Collection entries:

╭──

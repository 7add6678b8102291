//! Save resampled series and vectors to a parquet file.

use std::{fs::File, path::Path, sync::Arc};

use anyhow::Result;
use arrow::{
    array::{Float64Builder, StringBuilder, TimestampMillisecondBuilder},
    datatypes::{DataType, Field, Schema, TimeUnit},
    record_batch::RecordBatch,
};
use chrono_tz::Tz;
use parquet::{
    arrow::ArrowWriter,
    basic::{Compression, ZstdLevel},
    file::properties::WriterProperties,
};

use crate::{series::ResampledSeries, vector::VectorBucket};

fn timestamp_field(tz: Tz) -> Field {
    Field::new(
        "bucket_start",
        DataType::Timestamp(TimeUnit::Millisecond, Some(tz.name().into())),
        false,
    )
}

fn write_batch(path: &Path, schema: Arc<Schema>, batch: RecordBatch) -> Result<()> {
    let file = File::create(path)?;
    let props = WriterProperties::builder()
        .set_compression(Compression::ZSTD(ZstdLevel::default()))
        .set_dictionary_enabled(true)
        .build();

    let mut writer = ArrowWriter::try_new(file, schema, Some(props))?;
    writer.write(&batch)?;
    writer.close()?;

    Ok(())
}

/// Long format: one row per (series, bucket). Missing buckets are null values.
pub fn save_lines(lines: &[ResampledSeries], tz: Tz, path: &Path) -> Result<()> {
    let rows: usize = lines.iter().map(|l| l.buckets.len()).sum();

    let schema = Arc::new(Schema::new(vec![
        timestamp_field(tz),
        Field::new("series", DataType::Utf8, false),
        Field::new("value", DataType::Float64, true),
    ]));

    let mut start_builder =
        TimestampMillisecondBuilder::with_capacity(rows).with_timezone(tz.name());
    let mut series_builder = StringBuilder::with_capacity(rows, rows * 10);
    let mut value_builder = Float64Builder::with_capacity(rows);

    for line in lines {
        for bucket in &line.buckets {
            start_builder.append_value(bucket.start.timestamp_millis());
            series_builder.append_value(&line.name);
            value_builder.append_option(bucket.value);
        }
    }

    let batch = RecordBatch::try_new(
        schema.clone(),
        vec![
            Arc::new(start_builder.finish()),
            Arc::new(series_builder.finish()),
            Arc::new(value_builder.finish()),
        ],
    )?;

    write_batch(path, schema, batch)
}

pub fn save_vectors(vectors: &[VectorBucket], tz: Tz, path: &Path) -> Result<()> {
    let schema = Arc::new(Schema::new(vec![
        timestamp_field(tz),
        Field::new("x", DataType::Float64, true),
        Field::new("y", DataType::Float64, true),
    ]));

    let mut start_builder =
        TimestampMillisecondBuilder::with_capacity(vectors.len()).with_timezone(tz.name());
    let mut x_builder = Float64Builder::with_capacity(vectors.len());
    let mut y_builder = Float64Builder::with_capacity(vectors.len());

    for v in vectors {
        start_builder.append_value(v.start.timestamp_millis());
        x_builder.append_option(v.x);
        y_builder.append_option(v.y);
    }

    let batch = RecordBatch::try_new(
        schema.clone(),
        vec![
            Arc::new(start_builder.finish()),
            Arc::new(x_builder.finish()),
            Arc::new(y_builder.finish()),
        ],
    )?;

    write_batch(path, schema, batch)
}

// -- Tests -------------------------------------------------------------------
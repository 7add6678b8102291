//! Wind vector transformer: quality filtering, polar to Cartesian, resampling.
//!
//! Directions are compass bearings measured clockwise from North, so North is
//! `+y` and East is `+x`:
//!
//! ```text
//! x = m * sin(d)
//! y = m * cos(d)
//! ```

use chrono::DateTime;
use chrono_tz::Tz;

use crate::series::{
    parse_measurement, resample::resample_keyed, Frequency, ResampleError, Sample, Series,
};

/// NOAA missing-value codes for the direction and speed subfields.
const DIRECTION_MISSING: f64 = 999.0;
const SPEED_MISSING: f64 = 9999.0;

/// One raw wind record, fields kept as text until validation.
#[derive(Debug, Clone, PartialEq)]
pub struct WindObservation {
    pub timestamp: DateTime<Tz>,
    pub direction: String,
    pub magnitude: String,
    /// Multiplier turning the raw magnitude into speed units (0.1 for tenths).
    pub magnitude_scale: f64,
    pub flag: String,
}

/// An observation that passed quality control. Calms carry no direction.
#[derive(Debug, Clone, Copy, PartialEq)]
pub struct ValidWind {
    pub timestamp: DateTime<Tz>,
    pub direction_deg: Option<f64>,
    pub speed: f64,
}

#[derive(Debug, Clone, Copy, Default, PartialEq)]
pub struct FilterReport {
    /// Includes calms.
    pub accepted: usize,
    pub calm: usize,
    pub rejected_flag: usize,
    pub malformed: usize,
}

#[derive(Debug, Clone, Copy, PartialEq)]
pub struct Cartesian {
    pub x: f64,
    pub y: f64,
}

#[derive(Debug, Clone, Copy, PartialEq)]
pub struct CartesianSample {
    pub timestamp: DateTime<Tz>,
    pub x: f64,
    pub y: f64,
}

/// x and y averaged over the same window.
#[derive(Debug, Clone, PartialEq)]
pub struct VectorBucket {
    pub start: DateTime<Tz>,
    pub x: Option<f64>,
    pub y: Option<f64>,
}

/// Keeps observations whose flag equals `accepted_flag` and whose direction and
/// magnitude are finite, in range and not missing codes. A missing direction
/// with zero speed is a calm and is kept. Dropped observations are counted,
/// never raised.
pub fn filter_valid(
    observations: &[WindObservation],
    accepted_flag: &str,
) -> (Vec<ValidWind>, FilterReport) {
    let accepted_flag = accepted_flag.trim();
    let mut report = FilterReport::default();
    let mut valid = Vec::with_capacity(observations.len());

    for obs in observations {
        if obs.flag.trim() != accepted_flag {
            report.rejected_flag += 1;
            continue;
        }

        match validate(obs) {
            Some(wind) => {
                report.accepted += 1;
                if wind.direction_deg.is_none() {
                    report.calm += 1;
                }
                valid.push(wind);
            }
            None => {
                log::debug!(
                    "dropping wind at {}: direction `{}` magnitude `{}`",
                    obs.timestamp,
                    obs.direction,
                    obs.magnitude
                );
                report.malformed += 1;
            }
        }
    }

    (valid, report)
}

fn validate(obs: &WindObservation) -> Option<ValidWind> {
    let direction = parse_measurement(&obs.direction, &[DIRECTION_MISSING]).ok()?;
    let magnitude = parse_measurement(&obs.magnitude, &[SPEED_MISSING]).ok()??;
    let speed = magnitude * obs.magnitude_scale;
    if !speed.is_finite() || speed < 0.0 {
        return None;
    }

    match direction {
        Some(d) if (0.0..=360.0).contains(&d) => Some(ValidWind {
            timestamp: obs.timestamp,
            direction_deg: Some(d),
            speed,
        }),
        None if speed == 0.0 => Some(ValidWind {
            timestamp: obs.timestamp,
            direction_deg: None,
            speed,
        }),
        _ => None,
    }
}

/// Compass bearing and magnitude to Cartesian components.
pub fn to_cartesian(direction_deg: f64, magnitude: f64) -> Cartesian {
    let radians = direction_deg.to_radians();

    Cartesian {
        x: magnitude * radians.sin(),
        y: magnitude * radians.cos(),
    }
}

impl ValidWind {
    /// Calms map to the zero vector.
    pub fn to_cartesian(&self) -> CartesianSample {
        let Cartesian { x, y } = match self.direction_deg {
            Some(direction) => to_cartesian(direction, self.speed),
            None => Cartesian { x: 0.0, y: 0.0 },
        };

        CartesianSample {
            timestamp: self.timestamp,
            x,
            y,
        }
    }
}

/// Resamples x and y onto one shared grid so each bucket pairs components
/// from the same window. No samples gives no buckets.
pub fn resample_vectors(
    samples: &[CartesianSample],
    frequency: Frequency,
) -> Result<Vec<VectorBucket>, ResampleError> {
    let Some(tz) = samples.first().map(|s| s.timestamp.timezone()) else {
        return Ok(Vec::new());
    };
    let grid = frequency.grid();
    let Some(span) = grid.span(samples.iter().map(|s| &s.timestamp)) else {
        return Ok(Vec::new());
    };

    let keys: Vec<i64> = samples.iter().map(|s| grid.key(&s.timestamp)).collect();
    let xs = resample_keyed(
        grid,
        &tz,
        span,
        keys.iter().zip(samples).map(|(&k, s)| (k, Some(s.x))),
    )?;
    let ys = resample_keyed(
        grid,
        &tz,
        span,
        keys.iter().zip(samples).map(|(&k, s)| (k, Some(s.y))),
    )?;

    Ok(xs
        .into_iter()
        .zip(ys)
        .map(|(x, y)| VectorBucket {
            start: x.start,
            x: x.value,
            y: y.value,
        })
        .collect())
}

/// Wind speed of the accepted observations, calms included, as a line series.
pub fn speed_series(valid: &[ValidWind], tz: Tz) -> Series {
    let samples = valid
        .iter()
        .map(|w| Sample {
            timestamp: w.timestamp,
            value: Some(w.speed),
        })
        .collect();

    Series::new("wind_speed", tz, samples)
}

// -- Tests -------------------------------------------------------------------
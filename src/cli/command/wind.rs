use anyhow::Result;

use super::{load_with_spinner, no_data_message, output_path, pipeline_config};
use crate::{cli::WindArgs, output, pipeline, reading::WindReadings};

pub fn wind(args: &WindArgs) -> Result<String> {
    let mut config = pipeline_config(&args.pipeline)?;
    config.accepted_flag = args.wind.flag.clone();

    let readings: WindReadings = load_with_spinner(&args.file, "wind", &config)?;
    let result = pipeline::run_wind(&readings, &config)?;
    if result.is_empty() {
        return Ok(no_data_message("wind", &config));
    }

    let format = args.pipeline.format;
    let vectors_path = output_path(&args.pipeline, "wind-vectors")?;
    let lines_path = output_path(&args.pipeline, "wind-series")?;
    output::save_vectors(&result.vectors, config.timezone, &vectors_path, format)?;
    output::save_lines(&result.lines, config.timezone, &lines_path, format)?;

    Ok(format!(
        "{} wind vectors saved to `{}`\nWind speed and temperature saved to `{}`\n\
         Quality filter: {} accepted ({} calm), {} rejected by flag, {} malformed",
        result.vectors.len(),
        vectors_path.display(),
        lines_path.display(),
        result.report.accepted,
        result.report.calm,
        result.report.rejected_flag,
        result.report.malformed
    ))
}

// -- Tests -------------------------------------------------------------------
//! Time-series aligner: timezone-aware series, range selection and resampling.
//!
//! ```text
//!  RawTable ──parse──▶ AlignedTable ──series──▶ Series
//!                                                  │
//!                                    select_range  ▼
//!                                               Series ──resample──▶ Vec<Bucket>
//! ```

pub mod align;
pub mod frequency;
pub mod range;
pub mod resample;

use std::num::ParseFloatError;

use chrono::{DateTime, Duration, NaiveDateTime, TimeZone};
use chrono_tz::Tz;

pub use align::{parse, AlignedRow, AlignedTable, ColumnRef, TimestampSpec};
pub use frequency::Frequency;
pub use range::{select_range, CivilBound, TimeRange};
pub use resample::{resample, ResampleError};

/// One reading. `None` is the explicit "no data" marker.
#[derive(Debug, Clone, PartialEq)]
pub struct Sample {
    pub timestamp: DateTime<Tz>,
    pub value: Option<f64>,
}

/// One sensor's readings, sorted by instant with unique timestamps.
#[derive(Debug, Clone, PartialEq)]
pub struct Series {
    name: String,
    timezone: Tz,
    samples: Vec<Sample>,
}

impl Series {
    /// Sorts by instant and drops repeated timestamps, keeping the first in input order.
    pub fn new(name: impl Into<String>, timezone: Tz, mut samples: Vec<Sample>) -> Self {
        for sample in samples.iter_mut() {
            sample.timestamp = sample.timestamp.with_timezone(&timezone);
            if sample.value.is_some_and(f64::is_nan) {
                sample.value = None;
            }
        }
        samples.sort_by_key(|s| s.timestamp);
        samples.dedup_by_key(|s| s.timestamp);

        Series {
            name: name.into(),
            timezone,
            samples,
        }
    }

    pub fn name(&self) -> &str {
        &self.name
    }

    pub fn timezone(&self) -> Tz {
        self.timezone
    }

    pub fn samples(&self) -> &[Sample] {
        &self.samples
    }

    pub fn len(&self) -> usize {
        self.samples.len()
    }

    pub fn is_empty(&self) -> bool {
        self.samples.is_empty()
    }
}

/// A resampled window starting at `start`.
#[derive(Debug, Clone, PartialEq)]
pub struct Bucket {
    pub start: DateTime<Tz>,
    pub value: Option<f64>,
}

/// A named, plot-ready line.
#[derive(Debug, Clone, PartialEq)]
pub struct ResampledSeries {
    pub name: String,
    pub buckets: Vec<Bucket>,
}

impl ResampledSeries {
    pub fn from_series(series: &Series, frequency: Frequency) -> Result<Self, ResampleError> {
        Ok(ResampledSeries {
            name: series.name().to_string(),
            buckets: resample(series, frequency)?,
        })
    }
}

/// Parses a numeric field. Blank text, NaN and any of `sentinels` become `None`.
pub fn parse_measurement(text: &str, sentinels: &[f64]) -> Result<Option<f64>, ParseFloatError> {
    let text = text.trim();
    if text.is_empty() {
        return Ok(None);
    }
    let value: f64 = text.parse()?;

    if value.is_nan() || sentinels.contains(&value) {
        Ok(None)
    } else {
        Ok(Some(value))
    }
}

/// Which instant to pick when a civil time occurs twice.
#[derive(Debug, Clone, Copy, PartialEq)]
pub(crate) enum Fold {
    Earliest,
    Latest,
}

/// Resolves a civil time in `tz`. Times inside a spring-forward gap move
/// forward in 15 minute steps until they exist.
pub(crate) fn localize(tz: &Tz, naive: NaiveDateTime, fold: Fold) -> Option<DateTime<Tz>> {
    for step in 0..=12 {
        let candidate = tz.from_local_datetime(&(naive + Duration::minutes(15 * step)));
        let resolved = match fold {
            Fold::Earliest => candidate.earliest(),
            Fold::Latest => candidate.latest(),
        };
        if resolved.is_some() {
            return resolved;
        }
    }

    None
}

// -- Tests -------------------------------------------------------------------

╰──

§ **Task directions**:
Please show every line of the records that holds the word "ResampledSeries".

§ **Answer to this problem**:
use crate::{series::ResampledSeries, vector::VectorBucket};
pub fn save_lines(lines: &[ResampledSeries], tz: Tz, path: &Path) -> Result<()> {
pub struct ResampledSeries {
impl ResampledSeries {
        Ok(ResampledSeries {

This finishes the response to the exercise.